Es casi un milagro que en medio de Manhattan, uno de los lugares más caros de la Tierra y con mayor densidad humana por metro cuadrado, se hayan preservado al abrigo de la codicia inmobiliaria estas 341 hectáreas que suponen el pulmón verde para la Gran Manzana.Fuente: EFE
Tan asociada está su imagen al cine que todo el mundo ha visto caer las hojas de otoño de alguno de los 18.000 árboles que pueblan el parque, como ha contemplado correr a las 2.500 ardillas que medran por sus suelos o ha asistido a la congelación del lago casi cada invierno.
Parques que mudan con las estaciones los hay en todo el mundo, pero el Central Park tiene algo único: ¿En qué otro lugar conviven un obelisco egipcio de 3.500 años de antigüedad, una boda gay, un cumpleaños de perros y unos incansables imitadores de John Lennon?

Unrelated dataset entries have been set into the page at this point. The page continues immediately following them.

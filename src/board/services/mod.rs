//! Application services for board management.

mod boards;

pub use boards::{BoardService, BoardServiceError, BoardServiceResult, CreateBoardRequest};
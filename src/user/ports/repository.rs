//! Repository port for user persistence and lookup.

use crate::user::domain::{EmailAddress, User, UserId};
use async_trait::async_trait;
use std::sync::Arc;
use thiserror::Error;

/// Result type for user repository operations.
pub type UserRepositoryResult<T> = Result<T, UserRepositoryError>;

/// User persistence contract.
#[async_trait]
pub trait UserRepository: Send + Sync {
    /// Stores a new user.
    ///
    /// # Errors
    ///
    /// Returns [`UserRepositoryError::DuplicateUser`] when the identifier is
    /// taken or [`UserRepositoryError::DuplicateEmail`] when the address is
    /// already registered.
    async fn store(&self, user: &User) -> UserRepositoryResult<()>;

    /// Finds a user by identifier.
    async fn find_by_id(&self, id: UserId) -> UserRepositoryResult<Option<User>>;

    /// Returns every user, newest first.
    async fn list(&self) -> UserRepositoryResult<Vec<User>>;
}

/// Errors returned by user repository implementations.
#[derive(Debug, Clone, Error)]
pub enum UserRepositoryError {
    /// A user with the same identifier already exists.
    #[error("duplicate user identifier: {0}")]
    DuplicateUser(UserId),

    /// A user with the same email already exists.
    #[error("duplicate email address: {0}")]
    DuplicateEmail(EmailAddress),

    /// Persistence-layer failure.
    #[error("persistence error: {0}")]
    Persistence(Arc<dyn std::error::Error + Send + Sync>),
}

impl UserRepositoryError {
    /// Wraps a persistence error.
    pub fn persistence(err: impl std::error::Error + Send + Sync + 'static) -> Self {
        Self::Persistence(Arc::new(err))
    }
}
//! In-memory user repository.

use async_trait::async_trait;
use std::collections::HashMap;
use std::sync::{Arc, RwLock};

use crate::user::{
    domain::{User, UserId},
    ports::{UserRepository, UserRepositoryError, UserRepositoryResult},
};

/// Thread-safe in-memory user repository.
#[derive(Debug, Clone, Default)]
pub struct InMemoryUserRepository {
    users: Arc<RwLock<HashMap<UserId, User>>>,
}

impl InMemoryUserRepository {
    /// Creates an empty repository.
    #[must_use]
    pub fn new() -> Self {
        Self::default()
    }
}

fn poisoned(err: impl ToString) -> UserRepositoryError {
    UserRepositoryError::persistence(std::io::Error::other(err.to_string()))
}

#[async_trait]
impl UserRepository for InMemoryUserRepository {
    async fn store(&self, user: &User) -> UserRepositoryResult<()> {
        let mut users = self.users.write().map_err(poisoned)?;
        if users.contains_key(&user.id()) {
            return Err(UserRepositoryError::DuplicateUser(user.id()));
        }
        if users.values().any(|existing| existing.email() == user.email()) {
            return Err(UserRepositoryError::DuplicateEmail(user.email().clone()));
        }
        users.insert(user.id(), user.clone());
        Ok(())
    }

    async fn find_by_id(&self, id: UserId) -> UserRepositoryResult<Option<User>> {
        let users = self.users.read().map_err(poisoned)?;
        Ok(users.get(&id).cloned())
    }

    async fn list(&self) -> UserRepositoryResult<Vec<User>> {
        let users = self.users.read().map_err(poisoned)?;
        let mut listed: Vec<User> = users.values().cloned().collect();
        listed.sort_by(|a, b| b.created_at().cmp(&a.created_at()));
        Ok(listed)
    }
}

El cineasta neoyorquino por antonomasia, Woody Allen, siempre ha bromeado con su aversión por «el campo», pero ha mantenido una relación casi matrimonial con Central Park, donde ha situado numerosas escenas de películas tan emblemáticas como «Manhattan», «Hannah y sus hermanas» o «Balas sobre Broadway».
¿Quién no recuerda a Dustin Hoffman corriendo sudoroso alrededor del lago del parque en «Marathon Man»? ¿o los interminables paseos entre los árboles de la pareja de «Cuando Harry encontró a Sally»? ¿Y los animales de «Madagascar» escapando del zoo y regresando a él?
Uno de los mayores atractivos inmobiliarios en Nueva York lo suponen los apartamentos con vistas al Central Park, y no es casualidad que sus cuatro lados estén sembrados de altísimos edificios que ofrecen a sus inquilinos unas vistas de película.
Es la parte sur del parque la que concentra tal vez la cantidad más alta de rascacielos de ultralujo de Nueva York, entre los que cabe citar el Central Park Tower (432 metros de altura), 432 Park Avenue (426 metros) y todos los llamados «rascacielos lapicero» por su extrema delgadez que los convierte en un desafío de ingeniería.
Dicen las malas lenguas que una buena parte de los apartamentos de estos rascacielos de esta «milla de oro» neoyorquina -hay varias más en Manhattan y en Brooklyn- están vacíos por dos razones: primera, porque son incómodos por su extrema exposición al viento y sus complejos sistemas de ascensores, y segunda porque sirven, como si fueran una obra de arte, como vehículo perfecto de especulación financiera antes que nada.
En cualquier caso, son posiblemente los edificios más fotogénicos del planeta: desde la orilla norte del mayor lago del parque, el Jackie Kennedy Reservoir, todos los días se paran los paseantes y los turistas a retratar las aguas calmas del estanque en las que se reflejan la silueta de estos rascacielos hasta convertirse en uno de los perfiles más identificados con Nueva York.
En una ciudad tan elitista como Nueva York, donde las desigualdades son brutales, el Central Park es uno de los espacios más democráticos: cualquiera puede utilizarlo para hacer un picnic entre amigos, pasear a su perro, andar en bicicleta, ir a observar pájaros o hacerse un reportaje fotográfico de bodas.
Un domingo cualquiera el parque se llena de artistas espontáneos -tríos o cuartetos de amigos músicos, dibujantes o caricaturistas que retratan a los paseantes-, de cursos masivos de yoga o «stretching» al aire libre, de bicicletas que pueden circular en un solo sentido y de parejas y familias que navegan por el lago.